Num evento que reunia jovens da comunidade de países de língua portuguesa em dezembro de 2010, no Rio de Janeiro, o secretário adjunto de Juventude, Danilo Moreira, foi indagado sobre que respostas o Governo Federal deu para a demanda da I Conferência Nacional de Juventude. Segundo ele, tratava-se de algo de responsabilidade da Secretaria de Promoção de Políticas de Igualdade Racial, pois, se juventude era uma questão transversal, juventude negra seria responsabilidade da SEPPIR.

A declaração do secretário adjunto de Juventude ocorreu quando não havia representantes da direção da SEPPIR presentes; momentos depois, Martvs das Chagas, um dirigente deste ministério, tomou a palavra e disse que o organismo a dar a resposta sobre a conferência de juventude era a SNJ, e não a SEPPIR, pois se tratava de uma deliberação da conferência organizada por “eles”. Por fim, a questão ficou sem resposta, por pelo menos mais dois anos.

A junção de duas categorias identitárias para se referir um único sujeito, a partir da ideia da transversalidade, implica esse tipo de problema para o trabalho com políticas públicas. O debate acerca das teorias do reconhecimento em contextos liberais (ou pós- socialistas, como queiram) sugere que elas poderiam ser limitadas devido à rigidez dos conceitos de identidade presentes. Os sujeitos de direitos aqui evocados não têm uma dimensão única: são jovens e negros; são, portanto, multifacetados e precisam ser tratados em vista da sua pluralidade (NOVAES, 2011).
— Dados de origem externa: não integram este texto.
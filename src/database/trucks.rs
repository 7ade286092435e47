use chrono::Utc;
use serde::{Deserialize, Serialize};
use sqlx::SqlitePool;
use uuid::Uuid;

#[derive(Debug, Clone, Serialize, sqlx::FromRow)]
pub struct TransportRecord {
    pub transport_id: String,
    pub truck_type: String,
    pub capacity_tons: f64,
    pub cost_per_km: f64,
    pub max_hours_per_week: Option<f64>,
    pub fixed_weekly_cost: Option<f64>,
    pub available: bool,
    pub created_at: i64,
}

/// Ids are server-assigned on create.
#[derive(Debug, Clone, Deserialize)]
#[serde(deny_unknown_fields)]
pub struct TransportCreate {
    pub truck_type: String,
    pub capacity_tons: f64,
    pub cost_per_km: f64,
    #[serde(default)]
    pub max_hours_per_week: Option<f64>,
    #[serde(default)]
    pub fixed_weekly_cost: Option<f64>,
    #[serde(default = "default_available")]
    pub available: bool,
}

fn default_available() -> bool {
    true
}

#[derive(Debug, Clone, Default, Deserialize)]
#[serde(deny_unknown_fields)]
pub struct TransportUpdateFields {
    #[serde(default)]
    pub truck_type: Option<String>,
    #[serde(default)]
    pub capacity_tons: Option<f64>,
    #[serde(default)]
    pub cost_per_km: Option<f64>,
    #[serde(default)]
    pub max_hours_per_week: Option<f64>,
    #[serde(default)]
    pub fixed_weekly_cost: Option<f64>,
    #[serde(default)]
    pub available: Option<bool>,
}

pub async fn list_transports(
    pool: &SqlitePool,
    skip: i64,
    limit: i64,
) -> Result<Vec<TransportRecord>, sqlx::Error> {
    sqlx::query_as::<_, TransportRecord>(
        "SELECT * FROM transports ORDER BY transport_id LIMIT ? OFFSET ?",
    )
    .bind(limit)
    .bind(skip)
    .fetch_all(pool)
    .await
}

pub async fn get_transport(
    pool: &SqlitePool,
    transport_id: &str,
) -> Result<Option<TransportRecord>, sqlx::Error> {
    sqlx::query_as::<_, TransportRecord>("SELECT * FROM transports WHERE transport_id = ?")
        .bind(transport_id)
        .fetch_optional(pool)
        .await
}

pub async fn create_transport(
    pool: &SqlitePool,
    input: TransportCreate,
) -> Result<TransportRecord, sqlx::Error> {
    let transport_id = Uuid::new_v4().to_string();
    let created_at = Utc::now().timestamp();
    sqlx::query(
        r#"
        INSERT INTO transports (
            transport_id, truck_type, capacity_tons, cost_per_km,
            max_hours_per_week, fixed_weekly_cost, available, created_at
        ) VALUES (?, ?, ?, ?, ?, ?, ?, ?)
        "#,
    )
    .bind(&transport_id)
    .bind(&input.truck_type)
    .bind(input.capacity_tons)
    .bind(input.cost_per_km)
    .bind(input.max_hours_per_week)
    .bind(input.fixed_weekly_cost)
    .bind(input.available)
    .bind(created_at)
    .execute(pool)
    .await?;

    Ok(TransportRecord {
        transport_id,
        truck_type: input.truck_type,
        capacity_tons: input.capacity_tons,
        cost_per_km: input.cost_per_km,
        max_hours_per_week: input.max_hours_per_week,
        fixed_weekly_cost: input.fixed_weekly_cost,
        available: input.available,
        created_at,
    })
}

pub async fn update_transport(
    pool: &SqlitePool,
    transport_id: &str,
    fields: TransportUpdateFields,
) -> Result<Option<TransportRecord>, sqlx::Error> {
    let result = sqlx::query(
        r#"
        UPDATE transports SET
            truck_type = COALESCE(?, truck_type),
            capacity_tons = COALESCE(?, capacity_tons),
            cost_per_km = COALESCE(?, cost_per_km),
            max_hours_per_week = COALESCE(?, max_hours_per_week),
            fixed_weekly_cost = COALESCE(?, fixed_weekly_cost),
            available = COALESCE(?, available)
        WHERE transport_id = ?
        "#,
    )
    .bind(fields.truck_type)
    .bind(fields.capacity_tons)
    .bind(fields.cost_per_km)
    .bind(fields.max_hours_per_week)
    .bind(fields.fixed_weekly_cost)
    .bind(fields.available)
    .bind(transport_id)
    .execute(pool)
    .await?;

    if result.rows_affected() == 0 {
        return Ok(None);
    }
    get_transport(pool, transport_id).await
}

pub async fn delete_transport(pool: &SqlitePool, transport_id: &str) -> Result<bool, sqlx::Error> {
    let result = sqlx::query("DELETE FROM transports WHERE transport_id = ?")
        .bind(transport_id)
        .execute(pool)
        .await?;
    Ok(result.rows_affected() > 0)
}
Daí a necessidade de tomarmos a teoria do reconhecimento a partir de uma noção de identidade que permita deslocamentos (HALL, 1995) dos sujeitos que ora são jovens, ora são negros, ora são jovens negros – e a juventude negra só pode haver a partir da intersecção daqueles dois campos.

As contribuições de Brah (1996) sobre as políticas da diferença, do comum e do universal colaboram para estabelecer termos compartilhados segundo as necessidades de setores específicos. A dimensão do reconhecimento da juventude negra torna-se possível através da reconfiguração do múltiplo.